It covers the overlap between the old 20-DHB health system’s exit and the new centralised regime’s entry, and said it contained big lessons for doing better from here on in.
Te Whatu Ora Health NZ said on its website it was now working on stronger central planning and delivery of projects.
More centralised leadership since 2021 had helped but “the way projects are being planned and delivered remains variable across the sector. There is variability in capacity and capability, management and governance”, the report said.
It provides a harsh snapshot of what has been going wrong with health investment - as opposed to underinvestment - for years, describing a slow-motion fight between hospitals to get key things built when intentions “far exceeded” funding.
“To date, investment in health infrastructure has almost entirely been driven by DHBs (...bottom-up). Prioritisation ... has largely been based on a first-in, best-dressed approach,” it said.
The absence of any long-term national investment strategy meant hospitals had not known what projects would win funding, so skimped on planning because it cost a lot.
“This placed a heavy burden on DHB resource with no certainty of a successful outcome. Many business cases were not well supported by robust planning.”

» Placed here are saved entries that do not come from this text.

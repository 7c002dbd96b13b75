// Per-request table of parameter values being filled by the binder chain

use crate::param::{ParameterDescription, Value};
use std::any::Any;
use std::sync::Arc;
use tracing::trace;

/// Ordered mapping from handler parameters to their bound values.
///
/// `None` means "not yet bound". Binders write through [`bind_if_absent`],
/// so the first binder to supply a parameter wins and later binders never
/// overwrite it.
///
/// [`bind_if_absent`]: BindingMap::bind_if_absent
#[derive(Debug, Clone, Default)]
pub struct BindingMap {
    entries: Vec<(ParameterDescription, Option<Value>)>,
}

impl BindingMap {
    /// One unbound slot per parameter, in declaration order.
    pub fn new(parameters: impl IntoIterator<Item = ParameterDescription>) -> Self {
        Self {
            entries: parameters.into_iter().map(|p| (p, None)).collect(),
        }
    }

    pub fn len(&self) -> usize {
        self.entries.len()
    }

    pub fn is_empty(&self) -> bool {
        self.entries.is_empty()
    }

    pub fn parameters(&self) -> impl Iterator<Item = &ParameterDescription> {
        self.entries.iter().map(|(p, _)| p)
    }

    pub fn iter(&self) -> impl Iterator<Item = (&ParameterDescription, Option<&Value>)> {
        self.entries.iter().map(|(p, v)| (p, v.as_ref()))
    }

    pub fn get(&self, parameter: &ParameterDescription) -> Option<&Value> {
        self.entries
            .iter()
            .find(|(p, _)| p == parameter)
            .and_then(|(_, v)| v.as_ref())
    }

    pub fn is_bound(&self, parameter: &ParameterDescription) -> bool {
        self.get(parameter).is_some()
    }

    /// Typed view of the value bound to the parameter called `name`.
    pub fn value_of<T: Any>(&self, name: &str) -> Option<&T> {
        self.entries
            .iter()
            .find(|(p, _)| p.name() == name)
            .and_then(|(_, v)| v.as_ref())
            .and_then(|v| v.downcast_ref::<T>())
    }

    /// Shared handle to the value bound to the parameter called `name`.
    pub fn shared<T: Any + Send + Sync>(&self, name: &str) -> Option<Arc<T>> {
        self.entries
            .iter()
            .find(|(p, _)| p.name() == name)
            .and_then(|(_, v)| v.clone())
            .and_then(|v| v.downcast::<T>().ok())
    }

    /// Bind a value before the binder chain runs, e.g. from a method-level
    /// default. Returns `false` if the parameter is not part of this map.
    pub fn prebind(&mut self, parameter: &ParameterDescription, value: Value) -> bool {
        match self.entries.iter_mut().find(|(p, _)| p == parameter) {
            Some((_, slot)) => {
                *slot = Some(value);
                true
            }
            None => false,
        }
    }

    /// Write `value` only if the parameter is still unbound.
    ///
    /// Returns `true` if the value was stored.
    pub fn bind_if_absent(&mut self, parameter: &ParameterDescription, value: Value) -> bool {
        match self.entries.iter_mut().find(|(p, _)| p == parameter) {
            Some((p, slot)) if slot.is_none() => {
                trace!(parameter = p.name(), ty = p.ty().name(), "Parameter bound");
                *slot = Some(value);
                true
            }
            _ => false,
        }
    }

    /// Parameters that no binder has supplied yet.
    pub fn unbound(&self) -> Vec<ParameterDescription> {
        self.entries
            .iter()
            .filter(|(_, v)| v.is_none())
            .map(|(p, _)| p.clone())
            .collect()
    }

    pub fn has_unbound(&self) -> bool {
        self.entries.iter().any(|(_, v)| v.is_none())
    }

    /// Values in declaration order.
    pub fn into_values(self) -> Vec<Option<Value>> {
        self.entries.into_iter().map(|(_, v)| v).collect()
    }
}

#[cfg(test)]
mod tests {
    use super::*;
    use crate::param::{TypeDescriptor, value};

    fn params() -> (ParameterDescription, ParameterDescription) {
        (
            ParameterDescription::new("a", TypeDescriptor::scalar::<i32>()),
            ParameterDescription::new("b", TypeDescriptor::scalar::<String>()),
        )
    }

    #[test]
    fn test_first_bind_wins() {
        let (a, b) = params();
        let mut map = BindingMap::new([a.clone(), b.clone()]);
        assert!(map.has_unbound());

        assert!(map.bind_if_absent(&a, value(1i32)));
        assert!(!map.bind_if_absent(&a, value(2i32)));
        assert_eq!(map.value_of::<i32>("a"), Some(&1));
        assert_eq!(map.unbound(), vec![b]);
    }

    #[test]
    fn test_prebind_and_unknown_parameter() {
        let (a, b) = params();
        let mut map = BindingMap::new([a.clone()]);
        assert!(map.prebind(&a, value(9i32)));
        assert!(!map.prebind(&b, value("x".to_string())));
        assert!(!map.bind_if_absent(&b, value("x".to_string())));
        assert!(!map.has_unbound());
        assert_eq!(map.shared::<i32>("a").as_deref(), Some(&9));
    }

    #[test]
    fn test_values_keep_declaration_order() {
        let (a, b) = params();
        let mut map = BindingMap::new([a.clone(), b.clone()]);
        map.bind_if_absent(&b, value("x".to_string()));
        let values = map.into_values();
        assert!(values[0].is_none());
        assert_eq!(values[1].as_ref().and_then(|v| v.downcast_ref::<String>()).map(String::as_str), Some("x"));
    }
}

A worrying example was at Capital and Coast’s mental health project, where “design was largely completed in isolation from the users with a lack of consultation”.
“There is always a risk with this approach that the facility is not fit for purpose once constructed.”
Even so, cutting corners did not translate into speed: The time taken from business case to completion was anywhere between three to 12 years, it said. Covid had made delays worse, and these pushed up costs.
The mental health project total that was $722m a year ago has risen now to $830m - and ministerial briefings indicate only $90m of that has been spent so far.
Ironically, government attempts to bring in nationalised asset plans and management have themselves hit delays; instead of delivering them last year, as ministers had promised, these now were not due till next year at the earliest.
The newly released report provides extra details on top of a ministerial briefing into it, that RNZ reported on in March, identifying several basic failings demonstrated by one or other of the mental health projects:
· Project schedules and budgets lacked detail, room to move, and were too optimistic - many showed “optimism bias” including West Coast and Taranaki projects
· Managers did not understand how to get projects, or changes to them, approved - “Capital and Coast were unsure exactly who was required to be engaged.”
· Lack of planning sometimes meant even a project’s location had to be shifted - such as at Waikato, Hutt Valley and Lakes hospitals
· Lack of coordination: Sometimes a hospital’s own facilities managers were left out of things, such as happened at Counties Manukau. This could mean “a fit-for-purpose outcome is hard to achieve”.
· Lack of standardisation, as projects did not draw on past experiences - “A quantity surveying firm ... noted that anti-ligature components were separately investigated for each project.”
· Lack of expertise, though it varied a lot. When clinicians got involved in planning, it could be good, but not if it was added on to their fulltime jobs, it said.
· Possibly putting too much business the way of too few - “a small number of consultants [had] been engaged on a large number of the projects”.
Whakatāne has gone from a $15m budget based on “a low level of information” to a $50m one.
The Whakatāne, Tauranga, Lakes and Hutt projects have recently been taken over by Te Whatu Ora’s central planning arm, the Infrastructure and Investment Group.
The government had called the review a “deep dive”. But the report itself said it was not that deep as it did not have time - and did not, for example, interview any contractors.
Te Whatu Ora has faced a lot of criticism for not giving the public enough information, ever since local representation on DHBs and publicly open DHB meetings were done away with a year ago.
However, in this case, even its own official reviewers struggled to find out about costs, schedules and plans.
“We were not supplied with a clear programme for review and so are unsure how the team intend to deliver the project,” it said about a $130m project at Hillmorton in Christchurch.
Taranaki seemed to have come up with a schedule on the spot after being asked by the review, it said.
“We understand that Te Whatu Ora can sign the contract if the offer is within budget. We are not aware who can sign the contract if it is over budget,” was another comment.
And “we have had very little information to review with respect to the budget, and so it is very hard to provide any insight”, it said about Lakes’ $33m project in Rotorua.
In response to the review’s recommendations, Te Whatu Ora had said it was working on:
· Strengthening business cases, with a new framework
· Building expertise in budgeting and cost estimation
· Standardising things - the report listed design, contracts, schedules and contingency funding all needing standardising
· Increasing project delivery resources
“All the work being undertaken in relation to business case standardisation, planning, facility design guidance, project delivery frameworks, governance and the like will reduce the need to have lengthy and significant stakeholder engagement,” the report quoted Te Whatu Ora saying.